Let me explain to you what the Higgs boson is.

Just kidding! Nobody can explain to you what the Higgs boson is, because if they try they'll say things like: The Higgs boson is the particle that imparts mass to the other particles. And if you're thinking clearly you'll say: Wait, what does that mean? You mean if the Higgs boson disappeared, then the other particles would exist but wouldn't have mass? So how could they be particles at all--I mean, how could they be particles in the sense that I think of "particles"?
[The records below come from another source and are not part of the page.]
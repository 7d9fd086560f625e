//! Serde-backed CSV tables.
//!
//! Every persistence collaborator of the recommender (animals, users,
//! interest events, likes) is a small CSV file held fully in memory and
//! rewritten atomically on change.

use std::{
    io::ErrorKind,
    path::{Path, PathBuf},
    sync::{RwLock, RwLockReadGuard},
    time::Instant,
};

use anyhow::{anyhow, Context};
use serde::{de::DeserializeOwned, Serialize};

use crate::storage::write_atomic;

#[derive(Debug)]
pub struct CsvTable<T> {
    rows: RwLock<Vec<T>>,
    path: PathBuf,
}

impl<T> CsvTable<T>
where
    T: Serialize + DeserializeOwned + Clone,
{
    /// Load the table at `path`, creating an empty file if it does not exist.
    pub fn load(path: impl AsRef<Path>) -> anyhow::Result<Self> {
        let path = path.as_ref().to_path_buf();

        if let Err(err) = std::fs::metadata(&path) {
            match err.kind() {
                ErrorKind::NotFound => {
                    log::info!("Creating new table at {}", path.display());
                    std::fs::write(&path, b"")?;
                }
                _ => Err(err)?,
            }
        }

        let now = Instant::now();
        let rows = Self::read_rows(&path)?;

        log::debug!(
            "took {}ms to read {}",
            now.elapsed().as_micros() as f64 / 1000.0,
            path.display()
        );

        Ok(CsvTable {
            rows: RwLock::new(rows),
            path,
        })
    }

    /// Parse all rows from an arbitrary CSV file with this table's layout.
    pub fn read_rows(path: &Path) -> anyhow::Result<Vec<T>> {
        let mut csv_reader = csv::Reader::from_path(path)
            .with_context(|| format!("couldnt open {}", path.display()))?;

        let mut rows = vec![];
        for (line, record) in csv_reader.deserialize::<T>().enumerate() {
            let record =
                record.with_context(|| format!("malformed row {} in {}", line + 1, path.display()))?;
            rows.push(record);
        }

        Ok(rows)
    }

    pub fn read(&self) -> anyhow::Result<RwLockReadGuard<'_, Vec<T>>> {
        self.rows
            .read()
            .map_err(|err| anyhow!("table lock poisoned: {err}"))
    }

    /// Apply `f` to the rows and persist the result.
    ///
    /// The write lock is held across the save so concurrent writers are
    /// serialized and the file always reflects the latest in-memory state.
    pub fn modify<R>(&self, f: impl FnOnce(&mut Vec<T>) -> R) -> anyhow::Result<R> {
        let mut rows = self
            .rows
            .write()
            .map_err(|err| anyhow!("table lock poisoned: {err}"))?;

        let result = f(&mut rows);
        self.save(&rows)?;

        Ok(result)
    }

    fn save(&self, rows: &[T]) -> anyhow::Result<()> {
        let mut csv_wrt = csv::Writer::from_writer(vec![]);
        for row in rows {
            csv_wrt.serialize(row)?;
        }
        let data = csv_wrt
            .into_inner()
            .map_err(|err| anyhow!("couldnt flush csv: {err}"))?;

        write_atomic(&self.path, &data)
            .with_context(|| format!("couldnt write {}", self.path.display()))?;

        Ok(())
    }
}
The answer to that question, I think, is that particles aren't really particles in the sense that you and I think of particles. At least, that would explain why physicists sometimes use "particle" interchangeably with "field." (And as for what a "field" is: It's like a particle, except different.)

Here , for example, from a BBC article that a few months ago tried to tackle this Higgs boson thing:

As the Universe cooled after the Big Bang, an invisible force known as the Higgs field formed together with its associated boson particle.

It is this field (and not the boson) that imparts mass to the fundamental particles that make up atoms.

I don't exactly know what it means for a field to be "associated" with a particle, but I do think that the word "field," for the layperson, is better for Higgs-related pedagogical purposes than the word "particle," because it plugs more easily into the common metaphor that the Higgs is like "molasses" that, by resisting the movement of all those non-Higgs particles, gives them mass. After all, a "field," in the layperson's vague sense of that term, is some sort of continuous expanse, and so is molasses. Kind of.

Actually, though, that same BBC article, even while promoting the Higgs field at the expense of the Higgs particle, trotted out a metaphor that tried to convey how a bunch of particles could be like molasses:

The way the Higgs field works has been likened to the way photographers and reporters congregate around a celebrity. The cluster of people are strongly attracted to the celebrity and create resistance to his or her movement across a room. In other words, they give the celebrity "mass".

In sum: I personally continue to have no idea what the Higgs boson is. And I think the physicists who 'understand' what it is can do so only because they don't have the layperson's compulsion to think about the world in ways that are ultimately metaphorical. Or, at least, these physicists have dropped the idea that to truly understand something is to have a crystal-clear metaphor in your mind, a metaphor that doesn't break down at any point and doesn't contain internal contradictions. For them, apprehending a purely mathematical description of something is tantamount to comprehending it.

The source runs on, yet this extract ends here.